======== Exercise inputs ========

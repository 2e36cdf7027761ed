//! A rotating point sphere on the shader wrapper. The pointer tilts it; an image path
//! given as the first argument tints it.

use std::f32::consts::PI;
use std::time::Duration;

use glint_engine::logging::{init_logging, LoggingConfig};
use glint_shader::{Primitive, Shader, ShaderOptions};

const VERTEX: &str = r#"
struct VertexOutput {
    @builtin(position) clip_position: vec4<f32>,
    @location(0) color: vec4<f32>,
    @location(1) uv: vec2<f32>,
}

fn rotate_y(p: vec3<f32>, a: f32) -> vec3<f32> {
    let c = cos(a);
    let s = sin(a);
    return vec3<f32>(c * p.x + s * p.z, p.y, -s * p.x + c * p.z);
}

fn rotate_x(p: vec3<f32>, a: f32) -> vec3<f32> {
    let c = cos(a);
    let s = sin(a);
    return vec3<f32>(p.x, c * p.y - s * p.z, s * p.y + c * p.z);
}

@vertex
fn vs_main(in: VertexInput) -> VertexOutput {
    var p = rotate_y(in.position, u.time * u.speed + u.mousemove.x);
    p = rotate_x(p, u.mousemove.y);

    var out: VertexOutput;
    out.clip_position = u.projection * vec4<f32>(p, 1.0);
    out.color = in.color;
    out.uv = in.position.xy / (2.0 * u.radius) + vec2<f32>(0.5, 0.5);
    return out;
}
"#;

const POINT_COUNT: usize = 4000;
const RADIUS: f32 = 40.0;

/// Evenly spread points on a sphere (golden-angle spiral), colored by position.
fn sphere(count: usize, radius: f32) -> (Vec<f32>, Vec<f32>) {
    let golden = PI * (3.0 - 5f32.sqrt());
    let mut positions = Vec::with_capacity(count * 3);
    let mut colors = Vec::with_capacity(count * 4);

    for i in 0..count {
        let y = 1.0 - 2.0 * (i as f32 + 0.5) / count as f32;
        let r = (1.0 - y * y).sqrt();
        let theta = golden * i as f32;
        let (x, z) = (r * theta.cos(), r * theta.sin());

        positions.extend_from_slice(&[x * radius, y * radius, z * radius]);
        colors.extend_from_slice(&[0.5 + 0.5 * x, 0.5 + 0.5 * y, 0.5 + 0.5 * z, 0.8]);
    }

    (positions, colors)
}

/// Logs the average frame time every `every` frames.
struct FrameStats {
    every: u32,
    frames: u32,
    total: Duration,
}

impl FrameStats {
    fn new(every: u32) -> Self {
        Self {
            every,
            frames: 0,
            total: Duration::ZERO,
        }
    }

    fn record(&mut self, dt: Duration) -> Option<Duration> {
        self.frames += 1;
        self.total += dt;
        if self.frames < self.every {
            return None;
        }
        let avg = self.total / self.frames;
        self.frames = 0;
        self.total = Duration::ZERO;
        Some(avg)
    }
}

fn main() -> anyhow::Result<()> {
    init_logging(LoggingConfig::default());

    let (positions, colors) = sphere(POINT_COUNT, RADIUS);
    let mut stats = FrameStats::new(120);

    let mut options = ShaderOptions::new()
        .title("points")
        .size(900.0, 700.0)
        .mousemove(true)
        .primitive(Primitive::Points)
        .vertex(VERTEX)
        .uniform("speed", 1.5f32)
        .uniform("radius", RADIUS)
        .buffer("position", 3, positions)
        .buffer("color", 4, colors)
        .on_resize(|shader: &mut Shader, width, height, dpi| {
            log::info!("viewport {width}x{height} @ {dpi}x, {} points", shader.count());
        })
        .on_update(move |_shader: &mut Shader, dt| {
            if let Some(avg) = stats.record(dt) {
                log::debug!(
                    "avg frame {:.2} ms ({:.0} fps)",
                    avg.as_secs_f64() * 1000.0,
                    1.0 / avg.as_secs_f64().max(f64::EPSILON)
                );
            }
        });

    if let Some(path) = std::env::args().nth(1) {
        log::info!("texture: {path}");
        options = options.texture(path.as_str());
    }

    glint_shader::run(options).inspect_err(|err| log::error!("{err:#}"))
}

#[cfg(test)]
mod tests {
    use super::*;

    #[test]
    fn sphere_points_lie_on_the_radius() {
        let (positions, colors) = sphere(100, 10.0);
        assert_eq!(positions.len(), 300);
        assert_eq!(colors.len(), 400);

        for p in positions.chunks_exact(3) {
            let len = (p[0] * p[0] + p[1] * p[1] + p[2] * p[2]).sqrt();
            assert!((len - 10.0).abs() < 1e-3, "point at distance {len}");
        }
    }

    #[test]
    fn sphere_colors_are_in_range() {
        let (_, colors) = sphere(50, 1.0);
        assert!(colors.iter().all(|c| (0.0..=1.0).contains(c)));
    }

    #[test]
    fn vertex_stage_compiles_against_declared_uniforms() {
        use glint_shader::{AttributeBuffer, BufferSet, UniformSet, UniformValue, DEFAULT_FRAGMENT};

        let uniforms = UniformSet::with_defaults([
            ("speed", UniformValue::Float(1.0)),
            ("radius", UniformValue::Float(RADIUS)),
        ]);
        let buffers = BufferSet::with_defaults(Vec::<(String, AttributeBuffer)>::new()).unwrap();
        let source = glint_shader::assemble(&uniforms, &buffers, VERTEX, DEFAULT_FRAGMENT);

        glint_shader::check(&source).unwrap();
    }

    #[test]
    fn frame_stats_report_once_per_window() {
        let mut stats = FrameStats::new(3);
        assert_eq!(stats.record(Duration::from_millis(10)), None);
        assert_eq!(stats.record(Duration::from_millis(20)), None);
        assert_eq!(
            stats.record(Duration::from_millis(30)),
            Some(Duration::from_millis(20))
        );
        assert_eq!(stats.record(Duration::from_millis(5)), None);
    }
}
impl VertexBuffer {
    fn upload(&mut self, ctx: &RenderCtx<'_>, name: &str, data: &[f32]) {
        let bytes: &[u8] = bytemuck::cast_slice(data);
        self.len = bytes.len() as u64;
        if self.len == 0 {
            return;
        }

        if self.buffer.is_none() || self.capacity < self.len {
            let capacity = self.len.next_power_of_two().max(64);
            log::debug!("allocating vertex buffer `{name}`: {capacity} bytes");
            self.buffer = Some(ctx.device.create_buffer(&wgpu::BufferDescriptor {
                label: Some("glint vertex buffer"),
                size: capacity,
                usage: wgpu::BufferUsages::VERTEX | wgpu::BufferUsages::COPY_DST,
                mapped_at_creation: false,
            }));
            self.capacity = capacity;
        }

        if let Some(buffer) = &self.buffer {
            ctx.queue.write_buffer(buffer, 0, bytes);
        }
    }
}

/// Depth and multisample targets, sized to the surface.
#[derive(Default)]
struct Attachments {
    size: (u32, u32),
    depth: Option<wgpu::TextureView>,
    msaa: Option<wgpu::TextureView>,
}

impl Attachments {
    fn ensure(&mut self, ctx: &RenderCtx<'_>, state: &PipelineState) {
        let size = (ctx.size.width.max(1), ctx.size.height.max(1));
        let wanted_depth = state.depth_test;
        let wanted_msaa = state.sample_count > 1;
        if self.size == size
            && self.depth.is_some() == wanted_depth
            && self.msaa.is_some() == wanted_msaa
        {
            return;
        }

        let extent = wgpu::Extent3d {
            width: size.0,
            height: size.1,
            depth_or_array_layers: 1,
        };
        let make = |label: &str, format: wgpu::TextureFormat| {
            ctx.device
                .create_texture(&wgpu::TextureDescriptor {
                    label: Some(label),
                    size: extent,
                    mip_level_count: 1,
                    sample_count: state.sample_count,
                    dimension: wgpu::TextureDimension::D2,
                    format,
                    usage: wgpu::TextureUsages::RENDER_ATTACHMENT,
                    view_formats: &[],
                })
                .create_view(&wgpu::TextureViewDescriptor::default())
        };

        self.depth = wanted_depth.then(|| make("glint depth", DEPTH_FORMAT));
        self.msaa = wanted_msaa.then(|| make("glint msaa color", ctx.surface_format));
        self.size = size;
    }
}

/// One window's worth of drawing state: a linked program, its uniforms and attribute
/// buffers, a texture and the projection camera.
///
/// Uniform and buffer writes are CPU-side and cheap; changed data is uploaded once
/// when the next frame is rendered.
pub struct Shader {
    uniforms: UniformSet,
    buffers: BufferSet,
    camera: Camera,

    program: Program,
    state: PipelineState,

    uniform_buffer: wgpu::Buffer,
    vertex_buffers: Vec<VertexBuffer>,
    texture: GpuTexture,
    pending_texture: Option<TextureSource>,
    bind_group: wgpu::BindGroup,
    attachments: Attachments,

    width: f32,
    height: f32,
    dpi: f32,
    warned_inconsistent: bool,
}

impl Shader {
    /// Compiles the program and creates every GPU resource described by `options`.
    ///
    /// A texture that fails to load is logged and replaced by the transparent
    /// placeholder; compile and declaration errors are returned.
    pub fn new(ctx: &RenderCtx<'_>, options: &ShaderOptions) -> Result<Self, ShaderError> {
        let mut uniforms = UniformSet::with_defaults(options.uniforms.iter().cloned());
        let buffers = BufferSet::with_defaults(options.buffers.iter().cloned())?;

        let state = PipelineState {
            topology: options.primitive.topology(),
            cull_mode: options.side.cull_mode(),
            depth_test: options.depth_test,
            sample_count: if options.antialias { MSAA_SAMPLES } else { 1 },
        };

        let source = program::assemble(&uniforms, &buffers, &options.vertex, &options.fragment);
        let program = Program::new(
            ctx.device,
            ctx.surface_format,
            &source,
            &uniforms,
            &buffers,
            state,
        )?;

        let uniform_buffer = ctx.device.create_buffer(&wgpu::BufferDescriptor {
            label: Some("glint uniforms"),
            size: uniforms.size(),
            usage: wgpu::BufferUsages::UNIFORM | wgpu::BufferUsages::COPY_DST,
            mapped_at_creation: false,
        });

        let texture = match &options.texture {
            Some(source) => match GpuTexture::load(ctx.device, ctx.queue, source) {
                Ok(texture) => {
                    uniforms.set_builtin("has_texture", UniformValue::Int(1));
                    texture
                }
                Err(err) => {
                    log::error!("{err}");
                    GpuTexture::placeholder(ctx.device, ctx.queue)
                }
            },
            None => GpuTexture::placeholder(ctx.device, ctx.queue),
        };

        let bind_group = create_bind_group(ctx.device, &program, &uniform_buffer, &texture);
        let vertex_buffers = (0..buffers.len()).map(|_| VertexBuffer::default()).collect();

        let mut shader = Self {
            uniforms,
            buffers,
            camera: options.camera,
            program,
            state,
            uniform_buffer,
            vertex_buffers,
            texture,
            pending_texture: None,
            bind_group,
            attachments: Attachments::default(),
            width: 0.0,
            height: 0.0,
            dpi: 1.0,
            warned_inconsistent: false,
        };
        shader.check_consistency();
        Ok(shader)
    }

    // ── uniforms ──────────────────────────────────────────────────────────

    pub fn uniforms(&self) -> &UniformSet {
        &self.uniforms
    }

    pub fn uniform(&self, name: &str) -> Option<UniformValue> {
        self.uniforms.get(name)
    }

    /// Sets a declared uniform; takes effect on the next rendered frame.
    pub fn set_uniform(
        &mut self,
        name: &str,
        value: impl Into<UniformValue>,
    ) -> Result<(), ShaderError> {
        self.uniforms.set(name, value)
    }

    // ── buffers ───────────────────────────────────────────────────────────

    pub fn buffers(&self) -> &BufferSet {
        &self.buffers
    }

    pub fn buffer(&self, name: &str) -> Option<&[f32]> {
        self.buffers.get(name).map(|b| b.data.as_slice())
    }

    /// Replaces an attribute buffer's data; uploaded on the next rendered frame.
    pub fn set_buffer(&mut self, name: &str, data: Vec<f32>) -> Result<(), ShaderError> {
        self.buffers.set(name, data)?;
        self.check_consistency();
        Ok(())
    }

    /// Vertices drawn per frame.
    pub fn count(&self) -> u32 {
        self.buffers.vertex_count()
    }

    fn check_consistency(&mut self) {
        if self.buffers.is_consistent() {
            self.warned_inconsistent = false;
        } else if !self.warned_inconsistent {
            let counts: Vec<String> = self
                .buffers
                .names()
                .map(|n| format!("{n}={}", self.buffers.vertex_count_of(n).unwrap_or(0)))
                .collect();
            log::warn!(
                "attribute buffers disagree on vertex count ({}); drawing {}",
                counts.join(", "),
                self.count()
            );
            self.warned_inconsistent = true;
        }
    }

    // ── camera / viewport ─────────────────────────────────────────────────

    pub fn camera(&self) -> &Camera {
        &self.camera
    }

    /// Replaces the camera and rebuilds the projection for the current size.
    pub fn set_camera(&mut self, camera: Camera) {
        self.camera = camera;
        self.update_projection();
    }

    /// Logical width of the drawing area.
    pub fn width(&self) -> f32 {
        self.width
    }

    /// Logical height of the drawing area.
    pub fn height(&self) -> f32 {
        self.height
    }

    pub fn aspect(&self) -> f32 {
        if self.height > 0.0 {
            self.width / self.height
        } else {
            1.0
        }
    }

    /// Physical pixels per logical pixel.
    pub fn dpi(&self) -> f32 {
        self.dpi
    }

    fn update_projection(&mut self) {
        if self.width <= 0.0 || self.height <= 0.0 {
            return;
        }
        let projection = self.camera.projection(self.width, self.height);
        self.uniforms
            .set_builtin("projection", UniformValue::Mat4(projection));
    }

    /// Adopts a new drawing-area size.
    ///
    /// Depth/multisample targets always follow the surface. With `update_uniforms` the
    /// `resolution` and `projection` uniforms are rebuilt as well.
    pub fn resize(
        &mut self,
        ctx: &RenderCtx<'_>,
        width: f32,
        height: f32,
        dpi: f32,
        update_uniforms: bool,
    ) {
        self.attachments.ensure(ctx, &self.state);

        if !update_uniforms {
            return;
        }

        self.width = width;
        self.height = height;
        self.dpi = dpi;

        self.uniforms
            .set_builtin("resolution", UniformValue::Vec2([width, height]));
        self.update_projection();
        log::debug!("resized to {width}x{height} @ {dpi}x");
    }

    /// Feeds a pointer position (logical pixels) into the `mousemove` uniform.
    pub fn mousemove(&mut self, x: f32, y: f32) {
        let pos = pointer_to_clip(x, y, self.width, self.height);
        self.uniforms.set_builtin("mousemove", UniformValue::Vec2(pos));
    }

    /// Sets the `time` uniform from the time since start-up. It advances by one
    /// every five seconds.
    pub fn set_time(&mut self, elapsed: Duration) {
        self.uniforms
            .set_builtin("time", UniformValue::Float(time_value(elapsed)));
    }

    // ── texture ───────────────────────────────────────────────────────────

    /// Queues `source` to replace the texture; it is decoded and uploaded before the
    /// next frame is drawn.
    pub fn load_texture(&mut self, source: impl Into<TextureSource>) {
        self.pending_texture = Some(source.into());
    }

    /// Size of the bound texture; `(1, 1)` for the placeholder.
    pub fn texture_size(&self) -> (u32, u32) {
        self.texture.size
    }

    fn apply_pending_texture(&mut self, ctx: &RenderCtx<'_>) {
        let Some(source) = self.pending_texture.take() else {
            return;
        };

        match GpuTexture::load(ctx.device, ctx.queue, &source) {
            Ok(texture) => {
                self.texture = texture;
                self.uniforms.set_builtin("has_texture", UniformValue::Int(1));
                self.bind_group = create_bind_group(
                    ctx.device,
                    &self.program,
                    &self.uniform_buffer,
                    &self.texture,
                );
            }
            Err(err) => log::error!("{err}"),
        }
    }

    // ── drawing ───────────────────────────────────────────────────────────

    /// Uploads what changed, clears the target to transparent black and draws
    /// `count()` vertices (nothing when it is zero).
    pub fn render(&mut self, ctx: &RenderCtx<'_>, target: &mut RenderTarget<'_>) {
        self.apply_pending_texture(ctx);
        self.attachments.ensure(ctx, &self.state);

        if self.uniforms.take_dirty() {
            ctx.queue
                .write_buffer(&self.uniform_buffer, 0, &self.uniforms.bytes());
        }

        let vertex_buffers = &mut self.vertex_buffers;
        self.buffers.drain_dirty(|slot, name, data| {
            if let Some(vb) = vertex_buffers.get_mut(slot) {
                vb.upload(ctx, name, data);
            }
        });

        let (view, resolve_target) = match &self.attachments.msaa {
            Some(msaa) => (msaa, Some(target.color_view)),
            None => (target.color_view, None),
        };

        let mut rpass = target.encoder.begin_render_pass(&wgpu::RenderPassDescriptor {
            label: Some("glint shader pass"),
            color_attachments: &[Some(wgpu::RenderPassColorAttachment {
                view,
                resolve_target,
                ops: wgpu::Operations {
                    load: wgpu::LoadOp::Clear(wgpu::Color::TRANSPARENT),
                    store: wgpu::StoreOp::Store,
                },
                depth_slice: None,
            })],
            depth_stencil_attachment: self.attachments.depth.as_ref().map(|view| {
                wgpu::RenderPassDepthStencilAttachment {
                    view,
                    depth_ops: Some(wgpu::Operations {
                        load: wgpu::LoadOp::Clear(1.0),
                        store: wgpu::StoreOp::Store,
                    }),
                    stencil_ops: None,
                }
            }),
            timestamp_writes: None,
            occlusion_query_set: None,
            multiview_mask: None,
        });

        let count = self.count();
        if count == 0 {
            return;
        }

        rpass.set_pipeline(&self.program.pipeline);
        rpass.set_bind_group(0, &self.bind_group, &[]);
        for (slot, vb) in self.vertex_buffers.iter().enumerate() {
            let Some(buffer) = vb.buffer.as_ref() else { return };
            rpass.set_vertex_buffer(slot as u32, buffer.slice(0..vb.len));
        }
        rpass.draw(0..count, 0..1);
    }
}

========

> [Required action]: The word "label" appears in some lines of the records. Please work out how many and reply with that number only.

> [Result of the exercise]: 5